§ How to complete this task:
Copy each line of the entries that contains the word "SessionPhase".

§ Records shown:
──────

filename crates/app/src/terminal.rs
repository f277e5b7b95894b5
use std::io::{self, Write};

use ui::{MemorySurface, Region, RenderSurface};

/// Line-oriented surface: keeps region state and prints a frame when it changes.
#[derive(Debug)]
pub struct TerminalSurface {
    regions: MemorySurface,
    last_frame: String,
}

impl TerminalSurface {
    #[must_use]
    pub fn new() -> Self {
        Self {
            regions: MemorySurface::full(),
            last_frame: String::new(),
        }
    }

    /// A typed line becomes the response input's value.
    pub fn type_line(&mut self, line: &str) {
        self.regions.type_input(line);
    }

    /// Remaining time as last rendered, when a timer is shown.
    #[must_use]
    pub fn timer_text(&self) -> Option<&str> {
        self.shown(Region::Timer)
    }

    fn shown(&self, region: Region) -> Option<&str> {
        if self.regions.is_visible(region) {
            self.regions.text(region).filter(|text| !text.is_empty())
        } else {
            None
        }
    }

    /// Current screen as text. The timer is left out so ticks do not redraw.
    #[must_use]
    pub fn frame(&self) -> String {
        let mut lines: Vec<String> = Vec::new();
        let regions = &self.regions;

        for region in [Region::StatusPanel, Region::StatusHint] {
            if let Some(text) = self.shown(region) {
                lines.push(text.to_string());
            }
        }
        if regions.is_visible(Region::ReloadButton) {
            lines.push("Type :reload to try again or :quit to leave.".into());
        }

        if let Some(text) = self.shown(Region::StartPanel) {
            lines.push(text.to_string());
            lines.push("Type :start to begin.".into());
        }

        if regions.is_visible(Region::QuestionPanel) {
            let badge = regions.text(Region::TypeBadge).unwrap_or_default();
            let counter = regions.text(Region::QuestionCounter).unwrap_or_default();
            let progress = regions.text(Region::Progress).unwrap_or_default();
            lines.push(format!("[{badge}] {counter} ({progress})"));
            lines.push(format!("  {}", regions.text(Region::QuestionText).unwrap_or_default()));
            if regions.is_visible(Region::ExamplePanel) {
                let example = regions.text(Region::ExampleText).unwrap_or_default();
                lines.push(format!("  Example: {example}"));
            }
            if regions.is_visible(Region::DefinitionPanel) {
                let definition = regions.text(Region::DefinitionText).unwrap_or_default();
                lines.push(format!("  Definition: {definition}"));
            }
            if let Some(context) = self.shown(Region::ContextPanel) {
                lines.push(format!("  {context}"));
            }
            let answer = regions.read_value(Region::ResponseInput).unwrap_or_default();
            if !answer.is_empty() {
                lines.push(format!("  Your sentence: {answer}"));
            }
            lines.push(self.navigation_hint());
        }

        if let Some(text) = self.shown(Region::SubmitError) {
            lines.push(text.to_string());
        }

        if regions.is_visible(Region::CompletionPanel) {
            lines.push("Test complete.".into());
            for region in [Region::ResultMessage, Region::AnsweredCount] {
                if let Some(text) = regions.text(region).filter(|text| !text.is_empty()) {
                    lines.push(format!("  {text}"));
                }
            }
            if let Some(elapsed) = regions.text(Region::ElapsedTime) {
                lines.push(format!("  Time taken: {elapsed}"));
            }
            lines.push("Type :download to save the results or :quit to leave.".into());
        }

        if let Some(text) = self.shown(Region::DownloadNotice) {
            lines.push(text.to_string());
        }

        lines.join("\n")
    }

    fn navigation_hint(&self) -> String {
        let regions = &self.regions;
        let mut commands = Vec::new();
        if regions.is_enabled(Region::PrevButton) {
            commands.push(":prev");
        }
        if regions.is_visible(Region::NextButton) {
            commands.push(":next");
        }
        if regions.is_visible(Region::FinishButton) && regions.is_enabled(Region::FinishButton) {
            commands.push(":finish");
        }
        if self.timer_text().is_some() {
            commands.push(":time");
        }
        format!("  Write a sentence, then {}", commands.join(" "))
    }

    /// Print the frame if it differs from the last one printed.
    ///
    /// # Errors
    ///
    /// Returns any error from `out`.
    pub fn draw(&mut self, out: &mut impl Write) -> io::Result<bool> {
        let frame = self.frame();
        if frame == self.last_frame {
            return Ok(false);
        }
        writeln!(out, "{frame}")?;
        writeln!(out)?;
        out.flush()?;
        self.last_frame = frame;
        Ok(true)
    }
}

impl Default for TerminalSurface {
    fn default() -> Self {
        Self::new()
    }
}

impl RenderSurface for TerminalSurface {
    fn set_text(&mut self, region: Region, text: &str) {
        self.regions.set_text(region, text);
    }

    fn set_visible(&mut self, region: Region, visible: bool) {
        self.regions.set_visible(region, visible);
    }

    fn set_enabled(&mut self, region: Region, enabled: bool) {
        self.regions.set_enabled(region, enabled);
    }

    fn set_class(&mut self, region: Region, class: &str) {
        self.regions.set_class(region, class);
    }

    fn set_value(&mut self, region: Region, value: &str) {
        self.regions.set_value(region, value);
    }

    fn read_value(&self, region: Region) -> Option<String> {
        self.regions.read_value(region)
    }
}
mod countdown;
mod progress;
mod service;
mod workflow;

// Public API of the test session subsystem.
pub use crate::error::SessionError;
pub use countdown::{Countdown, TickOutcome, URGENT_THRESHOLD_SECS};
pub use progress::SessionProgress;
pub use service::{Direction, SessionPhase, TestSession};
pub use workflow::TestSessionLoop;
#![forbid(unsafe_code)]

pub mod api_config;
pub mod artifact;
pub mod error;
pub mod question_source;
pub mod sessions;
pub mod submission;

pub use vocab_core::Clock;

pub use api_config::ApiConfig;
pub use artifact::ResultArtifact;
pub use error::{ArtifactError, LoadError, SessionError, SubmitError};
pub use question_source::{HttpQuestionSource, QuestionSource};
pub use submission::{HttpSubmitter, SubmissionPayload, SubmitResult, SubmittedResponse, Submitter};

pub use sessions::{
    Countdown, Direction, SessionPhase, SessionProgress, TestSession, TestSessionLoop,
    TickOutcome,
};
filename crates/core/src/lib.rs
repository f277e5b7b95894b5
#![forbid(unsafe_code)]

pub mod model;
pub mod time;

pub use time::Clock;
use serde::{Deserialize, Serialize};
use std::fmt;

/// Badge class used for item types without an entry in the badge table.
pub const NEUTRAL_BADGE: &str = "bg-secondary";

/// Wire name, display label, badge class.
static ITEM_TYPES: [(&str, &str, &str); 3] = [
    ("vocabulary", "Vocabulary", "bg-primary"),
    ("phrasal_verb", "Phrasal Verb", "bg-success"),
    ("idiom", "Idiom", "bg-warning"),
];

/// Kind of vocabulary item a question is about.
///
/// Unknown wire names are kept in `Other` and fall back to a capitalized
/// label and the neutral badge.
#[derive(Debug, Clone, PartialEq, Eq, Hash, Serialize, Deserialize)]
#[serde(from = "String", into = "String")]
pub enum ItemType {
    Vocabulary,
    PhrasalVerb,
    Idiom,
    Other(String),
}

impl ItemType {
    /// Wire name of this type, as sent and received in JSON.
    #[must_use]
    pub fn as_str(&self) -> &str {
        match self {
            ItemType::Vocabulary => ITEM_TYPES[0].0,
            ItemType::PhrasalVerb => ITEM_TYPES[1].0,
            ItemType::Idiom => ITEM_TYPES[2].0,
            ItemType::Other(name) => name,
        }
    }

    /// Human readable label shown on the question badge.
    #[must_use]
    pub fn label(&self) -> String {
        match lookup(self.as_str()) {
            Some((_, label, _)) => (*label).to_string(),
            None => capitalize(self.as_str()),
        }
    }

    /// CSS-style class for the question badge.
    #[must_use]
    pub fn badge_class(&self) -> &'static str {
        lookup(self.as_str()).map_or(NEUTRAL_BADGE, |(_, _, badge)| *badge)
    }

    #[must_use]
    pub fn is_known(&self) -> bool {
        !matches!(self, ItemType::Other(_))
    }
}

fn lookup(name: &str) -> Option<&'static (&'static str, &'static str, &'static str)> {
    ITEM_TYPES.iter().find(|(wire, _, _)| *wire == name)
}

fn capitalize(value: &str) -> String {
    let mut chars = value.chars();
    match chars.next() {
        Some(first) => first.to_uppercase().chain(chars).collect(),
        None => String::new(),
    }
}

impl From<String> for ItemType {
    fn from(value: String) -> Self {
        match value.as_str() {
            "vocabulary" => ItemType::Vocabulary,
            "phrasal_verb" => ItemType::PhrasalVerb,
            "idiom" => ItemType::Idiom,
            _ => ItemType::Other(value),
        }
    }
}

impl From<&str> for ItemType {
    fn from(value: &str) -> Self {
        ItemType::from(value.to_string())
    }
}

impl From<ItemType> for String {
    fn from(value: ItemType) -> Self {
        match value {
            ItemType::Other(name) => name,
            known => known.as_str().to_string(),
        }
    }
}

impl fmt::Display for ItemType {
    fn fmt(&self, f: &mut fmt::Formatter<'_>) -> fmt::Result {
        f.write_str(self.as_str())
    }
}

#[cfg(test)]
mod tests {
    use super::*;

    #[test]
    fn known_types_use_table_labels_and_badges() {
        assert_eq!(ItemType::Vocabulary.label(), "Vocabulary");
        assert_eq!(ItemType::PhrasalVerb.label(), "Phrasal Verb");
        assert_eq!(ItemType::Idiom.label(), "Idiom");
        assert_eq!(ItemType::Vocabulary.badge_class(), "bg-primary");
        assert_eq!(ItemType::PhrasalVerb.badge_class(), "bg-success");
        assert_eq!(ItemType::Idiom.badge_class(), "bg-warning");
    }

    #[test]
    fn unknown_types_are_capitalized_with_neutral_badge() {
        let other = ItemType::from("collocation");
        assert_eq!(other, ItemType::Other("collocation".into()));
        assert_eq!(other.label(), "Collocation");
        assert_eq!(other.badge_class(), NEUTRAL_BADGE);
        assert!(!other.is_known());
    }

    #[test]
    fn empty_unknown_type_has_empty_label() {
        assert_eq!(ItemType::from("").label(), "");
    }

    #[test]
    fn serializes_as_wire_name() {
        let json = serde_json::to_string(&ItemType::PhrasalVerb).unwrap();
        assert_eq!(json, "\"phrasal_verb\"");
        let parsed: ItemType = serde_json::from_str("\"idiom\"").unwrap();
        assert_eq!(parsed, ItemType::Idiom);
        let other: ItemType = serde_json::from_str("\"slang\"").unwrap();
        assert_eq!(serde_json::to_string(&other).unwrap(), "\"slang\"");
    }
}
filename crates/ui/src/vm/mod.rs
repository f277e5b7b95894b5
mod completion_vm;
mod question_vm;
mod test_vm;
mod time_fmt;

pub use completion_vm::CompletionVm;
pub use question_vm::QuestionCardVm;
pub use test_vm::{KeyCommand, TestSessionVm};
pub use time_fmt::{format_elapsed, timer_class};
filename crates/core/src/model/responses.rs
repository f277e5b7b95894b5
/// Ordered response buffer, one entry per question.
///
/// Index-addressed rather than keyed: entry `i` always belongs to question `i`.
/// The length is fixed at construction and only changes through `reset`.
#[derive(Debug, Clone, Default, PartialEq, Eq)]
pub struct ResponseBuffer {
    entries: Vec<String>,
}

impl ResponseBuffer {
    /// Creates a buffer of `len` empty responses.
    #[must_use]
    pub fn with_len(len: usize) -> Self {
        Self {
            entries: vec![String::new(); len],
        }
    }

    /// Clears every response and resizes the buffer to `len`.
    pub fn reset(&mut self, len: usize) {
        self.entries.clear();
        self.entries.resize(len, String::new());
    }

    #[must_use]
    pub fn len(&self) -> usize {
        self.entries.len()
    }

    #[must_use]
    pub fn is_empty(&self) -> bool {
        self.entries.is_empty()
    }

    #[must_use]
    pub fn get(&self, index: usize) -> Option<&str> {
        self.entries.get(index).map(String::as_str)
    }

    /// Overwrites the response at `index`.
    ///
    /// Returns `false` without writing when `index` is out of range.
    pub fn set(&mut self, index: usize, value: impl Into<String>) -> bool {
        match self.entries.get_mut(index) {
            Some(slot) => {
                *slot = value.into();
                true
            }
            None => false,
        }
    }

    /// Number of responses containing something other than whitespace.
    #[must_use]
    pub fn answered_count(&self) -> usize {
        self.entries
            .iter()
            .filter(|entry| !entry.trim().is_empty())
            .count()
    }

    pub fn iter(&self) -> impl Iterator<Item = &str> {
        self.entries.iter().map(String::as_str)
    }
}

#[cfg(test)]
mod tests {
    use super::*;

    #[test]
    fn starts_with_empty_entries() {
        let buffer = ResponseBuffer::with_len(3);
        assert_eq!(buffer.len(), 3);
        assert!(buffer.iter().all(str::is_empty));
        assert_eq!(buffer.answered_count(), 0);
    }

    #[test]
    fn set_is_bounded() {
        let mut buffer = ResponseBuffer::with_len(2);
        assert!(buffer.set(1, "I run fast."));
        assert!(!buffer.set(2, "out of range"));
        assert_eq!(buffer.len(), 2);
        assert_eq!(buffer.get(1), Some("I run fast."));
        assert_eq!(buffer.get(2), None);
    }

    #[test]
    fn answered_count_ignores_whitespace() {
        let mut buffer = ResponseBuffer::with_len(3);
        buffer.set(0, "A sentence.");
        buffer.set(1, "   ");
        assert_eq!(buffer.answered_count(), 1);
    }

    #[test]
    fn reset_clears_and_resizes() {
        let mut buffer = ResponseBuffer::with_len(2);
        buffer.set(0, "kept?");
        buffer.reset(4);
        assert_eq!(buffer.len(), 4);
        assert_eq!(buffer.get(0), Some(""));
    }
}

──────

§ Solution for this exercise:
pub use service::{Direction, SessionPhase, TestSession};
    Countdown, Direction, SessionPhase, SessionProgress, TestSession, TestSessionLoop,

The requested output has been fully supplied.